La Fed et son président, Ben Bernanke, comptent ainsi troquer sur les marchés d’ici au second semestre pour 267 milliards de dollars de bons du Trésor d’une maturité restante de moins de trois ans contre un montant égal d’obligations d’Etat d’une maturité de 6 à 30 ans.

Taux quasi nul

Ce montant s’ajoutera aux 400 milliards de dollars de titres de dette publique qui auront été échangés à la fin du mois depuis le lancement, en octobre, de ce programme surnommé «opération Twist». Pour maintenir au plancher les taux courts, la Fed a annoncé le maintien de son taux d’intérêt directeur quasi nul en vigueur depuis trois ans et demi et a renouvelé son engagement à le maintenir «exceptionnellement bas […] jusqu’à fin 2014 au moins» si nécessaire.

«Le comité est prêt à prendre des mesures supplémentaires si nécessaire pour promouvoir une reprise économique plus forte et une amélioration durable du marché du travail dans un environnement de prix stables», peut-on lire dans son communiqué. Il en va de l’accomplissement de son double mandat, favoriser un emploi maximum et la stabilité des prix.

En réaction à son annonce, le taux à dix ans des bons du Trésor a légèrement faibli, à 1,68%. Wall Street en revanche n’a pas fêté le communiqué en restant, dans la foulée de sa publication, dans le rouge.

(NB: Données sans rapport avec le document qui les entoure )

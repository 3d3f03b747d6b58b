//! Tests for the record store.

#[cfg(test)]
mod tests {
    use tempfile::tempdir;

    use crate::store::{Error, Filter, Record, RecordStore};

    fn filter_first(first: &str) -> Filter {
        Filter {
            first: Some(first.to_string()),
            ..Filter::default()
        }
    }

    #[tokio::test]
    async fn test_append_assigns_ids_from_one() {
        let dir = tempdir().unwrap();
        let store = RecordStore::new(dir.path().join("db.json"));

        let a = store.append("Mick", "Jagger").await.unwrap();
        let b = store.append("Keith", "Richards").await.unwrap();
        let c = store.append("Charlie", "Watts").await.unwrap();

        assert_eq!(a.id, 1);
        assert_eq!(b.id, 2);
        assert_eq!(c.id, 3);
    }

    #[tokio::test]
    async fn test_append_then_query_round_trip() {
        let dir = tempdir().unwrap();
        let store = RecordStore::new(dir.path().join("db.json"));

        let appended = store.append("Mick", "Jagger").await.unwrap();
        let records = store.query(&Filter::default()).await.unwrap();

        assert_eq!(records, vec![appended]);
        assert_eq!(records[0].first, "Mick");
        assert_eq!(records[0].last, "Jagger");
    }

    #[tokio::test]
    async fn test_query_missing_file_is_empty() {
        let dir = tempdir().unwrap();
        let store = RecordStore::new(dir.path().join("nope.json"));
        let records = store.query(&Filter::default()).await.unwrap();
        assert!(records.is_empty());
    }

    #[tokio::test]
    async fn test_query_empty_file_is_empty() {
        let dir = tempdir().unwrap();
        let path = dir.path().join("db.json");
        std::fs::write(&path, b"").unwrap();

        let store = RecordStore::new(&path);
        let records = store.query(&Filter::default()).await.unwrap();
        assert!(records.is_empty());
    }

    #[tokio::test]
    async fn test_corrupt_snapshot_surfaces() {
        let dir = tempdir().unwrap();
        let path = dir.path().join("db.json");
        std::fs::write(&path, b"{not json").unwrap();

        let store = RecordStore::new(&path);
        let result = store.query(&Filter::default()).await;
        assert!(matches!(result, Err(Error::Corrupt(_))));
    }

    #[tokio::test]
    async fn test_query_is_idempotent() {
        let dir = tempdir().unwrap();
        let store = RecordStore::new(dir.path().join("db.json"));
        store.append("Mick", "Jagger").await.unwrap();
        store.append("Mick", "Taylor").await.unwrap();

        let filter = filter_first("Mick");
        let once = store.query(&filter).await.unwrap();
        let twice = store.query(&filter).await.unwrap();
        assert_eq!(once, twice);
    }

    #[tokio::test]
    async fn test_filter_matches_conjunctively() {
        let dir = tempdir().unwrap();
        let store = RecordStore::new(dir.path().join("db.json"));
        store.append("Mick", "Jagger").await.unwrap();
        store.append("Mick", "Taylor").await.unwrap();
        store.append("Keith", "Richards").await.unwrap();

        let micks = store.query(&filter_first("Mick")).await.unwrap();
        assert_eq!(micks.len(), 2);
        assert!(micks.iter().all(|r| r.first == "Mick"));

        let one = store
            .query(&Filter {
                first: Some("Mick".to_string()),
                last: Some("Taylor".to_string()),
                ..Filter::default()
            })
            .await
            .unwrap();
        assert_eq!(one.len(), 1);
        assert_eq!(one[0].id, 2);

        let by_id = store
            .query(&Filter {
                id: Some(3),
                ..Filter::default()
            })
            .await
            .unwrap();
        assert_eq!(by_id.len(), 1);
        assert_eq!(by_id[0].first, "Keith");
    }

    #[tokio::test]
    async fn test_records_survive_reopen() {
        let dir = tempdir().unwrap();
        let path = dir.path().join("db.json");

        let store = RecordStore::new(&path);
        store.append("Mick", "Jagger").await.unwrap();
        drop(store);

        let reopened = RecordStore::new(&path);
        let records = reopened.query(&Filter::default()).await.unwrap();
        assert_eq!(records.len(), 1);
        let next = reopened.append("Keith", "Richards").await.unwrap();
        assert_eq!(next.id, 2);
    }

    #[tokio::test]
    async fn test_snapshot_uses_wire_field_name() {
        let dir = tempdir().unwrap();
        let path = dir.path().join("db.json");

        let store = RecordStore::new(&path);
        store.append("Mick", "Jagger").await.unwrap();

        let raw = std::fs::read_to_string(&path).unwrap();
        assert!(raw.contains("\"number\":1"));
        assert!(!raw.contains("\"id\""));

        let decoded: Vec<Record> = serde_json::from_str(&raw).unwrap();
        assert_eq!(decoded[0].id, 1);
    }

    #[tokio::test]
    async fn test_append_surfaces_write_failure() {
        let dir = tempdir().unwrap();
        // Parent directory of the snapshot does not exist, so the temp-file
        // write fails.
        let store = RecordStore::new(dir.path().join("absent/db.json"));
        let result = store.append("Mick", "Jagger").await;
        assert!(matches!(result, Err(Error::Write(_))));
    }

    #[tokio::test]
    async fn test_append_leaves_no_temp_file() {
        let dir = tempdir().unwrap();
        let path = dir.path().join("db.json");

        let store = RecordStore::new(&path);
        store.append("Mick", "Jagger").await.unwrap();

        assert!(path.exists());
        assert!(!path.with_extension("tmp").exists());
    }
}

Un responsable du Comité monétaire, Jeffrey Lacker, a voté contre les décisions de ses pairs. Le président de la Fed de Richmond a procédé ainsi depuis le début de l’année. Le communiqué précise sa motivation: il «était opposé à la poursuite» de l’«opération Twist».

 Source Le Temps juin12

1 réponse »

  1. Bernanke fait partie des « colombes ». Il emportera le morceau. Je parie pour une extension du twist qui décevra les marchés, ceux-ci préférant un QE3.